Королева Маргарита оказывала большое влияние на моду, и об умении ее одеваться к лицу говорили с восторгом. «Что бы ни надела наша прекрасная королева, — пишет ее современник, — чепчик или вуаль, — она одинаково прекрасна. У нее всегда какое-нибудь нововведение, но когда другие дамы начинают ей подражать, у них это выходит не то. Мне нередко приходилось ее видеть в атласном белом платье с золотой вышивкой, в креповой или газовой вуали, небрежно вьющейся вокруг ее головки, — и прекраснее этого я ничего не знаю. Пусть восторгаются красою древних богинь; перед красой нашей королевы они были просто горничными. Каков бы ни был фасон ее платья, грудь и шея ее были всегда открыты, ее прелестная голова носила столько жемчуга и драгоценных камней, как будто хотела поспорить с блеском звезд неба, золотая материя, полученная в подарок от султана, делала ее стан еще стройнее; каждый локоть такой материи стоил 100 ливров, и надо было иметь большую физическую силу, чтобы выдерживать его на себе, а между тем королева ходила в нем целыми днями». Далее автор говорит, что на религиозных процессиях она держалась с таким достоинством и грацией, что от этого никто не мог молиться.
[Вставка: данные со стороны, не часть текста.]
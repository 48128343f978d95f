//! Request metrics subsystem.
//!
//! # Data Flow
//! ```text
//! request
//!     → middleware.rs (begin: request id, route key, client info)
//!     → handler (may complete early via CompletionHandle)
//!     → middleware.rs (complete with response status)
//!     → tracker.rs (aggregate once, append CompletionEvent)
//! ```

pub mod middleware;
pub mod record;
pub mod snapshot;
pub mod tracker;

pub use middleware::track;
pub use record::{MetricRecord, Observation, RouteKey};
pub use snapshot::{format_uptime, MetricsReport, MetricsSnapshot, MetricsSummary, RouteMetrics};
pub use tracker::{CompletionHandle, MetricsTracker};
//! auto-router demo server.
//!
//! Discovers route modules from a directory, serves them with request
//! tracking, and exposes the stats endpoints next to them.
//!
//! ```text
//!   Client ──▶ request id / trace / timeout ──▶ tracked module routes
//!                                         └──▶ {prefix}/metrics, /daily, ...
//! ```

use std::path::PathBuf;

use clap::Parser;
use tokio::net::TcpListener;

use auto_router::config::{load_config, AutoRouterConfig};
use auto_router::lifecycle::wait_for_signal;
use auto_router::observability::{logging, metrics};
use auto_router::{AutoRouter, HttpServer, Shutdown};

#[derive(Parser)]
#[command(name = "auto-router")]
#[command(about = "Serve auto-discovered route modules", long_about = None)]
struct Args {
    /// Configuration file (TOML). Defaults are used when omitted.
    #[arg(short, long)]
    config: Option<PathBuf>,

    /// Route module directory. Overrides the configuration.
    #[arg(short, long)]
    modules: Option<String>,

    /// Bind address. Overrides the configuration.
    #[arg(short, long)]
    bind: Option<String>,
}

#[tokio::main]
async fn main() -> Result<(), Box<dyn std::error::Error>> {
    let args = Args::parse();

    let mut config = match &args.config {
        Some(path) => load_config(path)?,
        None => AutoRouterConfig::default(),
    };
    if let Some(modules) = args.modules {
        config.modules_path = modules;
    }
    if let Some(bind) = args.bind {
        config.listener.bind_address = bind;
    }

    logging::init(&config.observability);
    tracing::info!(version = env!("CARGO_PKG_VERSION"), "auto-router starting");

    if config.observability.prometheus_enabled {
        match config.observability.prometheus_address.parse() {
            Ok(addr) => metrics::init_metrics(addr),
            Err(_) => tracing::error!(
                prometheus_address = %config.observability.prometheus_address,
                "Failed to parse Prometheus address"
            ),
        }
    }

    let auto_router = AutoRouter::initialize(config.clone())?;

    let mut app = auto_router.router();
    if let Some(admin) = auto_router.admin_router() {
        tracing::info!(prefix = %config.admin.path_prefix, "Stats endpoints enabled");
        app = app.merge(admin);
    }

    let listener = TcpListener::bind(&config.listener.bind_address).await?;
    tracing::info!(address = %listener.local_addr()?, "Listening for connections");

    let shutdown = Shutdown::new();
    let server = HttpServer::new(&config, app);
    let server_task = tokio::spawn(server.run(listener, shutdown.signal()));

    wait_for_signal().await;
    shutdown.trigger();
    server_task.await??;

    if let Some(report) = auto_router.generate_report() {
        tracing::info!(
            total_requests = report.snapshot.summary.total_requests,
            unique_routes = report.snapshot.summary.unique_routes,
            "Final metrics report written"
        );
    }

    tracing::info!("Shutdown complete");
    Ok(())
}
Царствование Генриха IV только увеличило спрос на разнообразие в модах, и некоторые части туалета дошли до утрировки. Вырез лифа довели почти до пояса, подшивая снизу нагрудник из тонкой, расшитой прорезью материи. Эта мода привилась очень скоро, и обнажение плеч вскоре приняло такие размеры, что в 1591 году папа Иннокентий IX буллой предписал всем дамам прикрыться непрозрачной материей под страхом отлучения от церкви. Юбка становилась все шире и уродливее; вокруг талии устраивали целое колесо фижм, окружность которого достигала 12 футов. Колесо это сверху прикрывалось звездообразной оборкой из той же самой материи, из которой сделано было платье, а от него книзу прямой тумбой шла юбка. Воротники самых разнообразных фасонов, сплошь кружевные, прошитые золотыми и серебряными нитями, поднимались иногда выше головы. Среднее сословие, одевавшееся более скромно, называло аристократических барынь — dames aux gorges nue, а знатные дамы в свой черед называли их по той обуви серого цвета, которую они носили, — grisettes. Траур тоже подчинялся моде, и Генрих IV заменил прежний траурный цвет французских королей, фиолетовый и красный, на черный. Он носил, оплакивая своих фавориток, черный костюм, вышитый серебряными слезами, черепами и потухшими факелами.
Женщинам дозволялось носить, кроме черного, белый и коричневый цвета, и только с Генриха IV черный цвет стал всеобщим.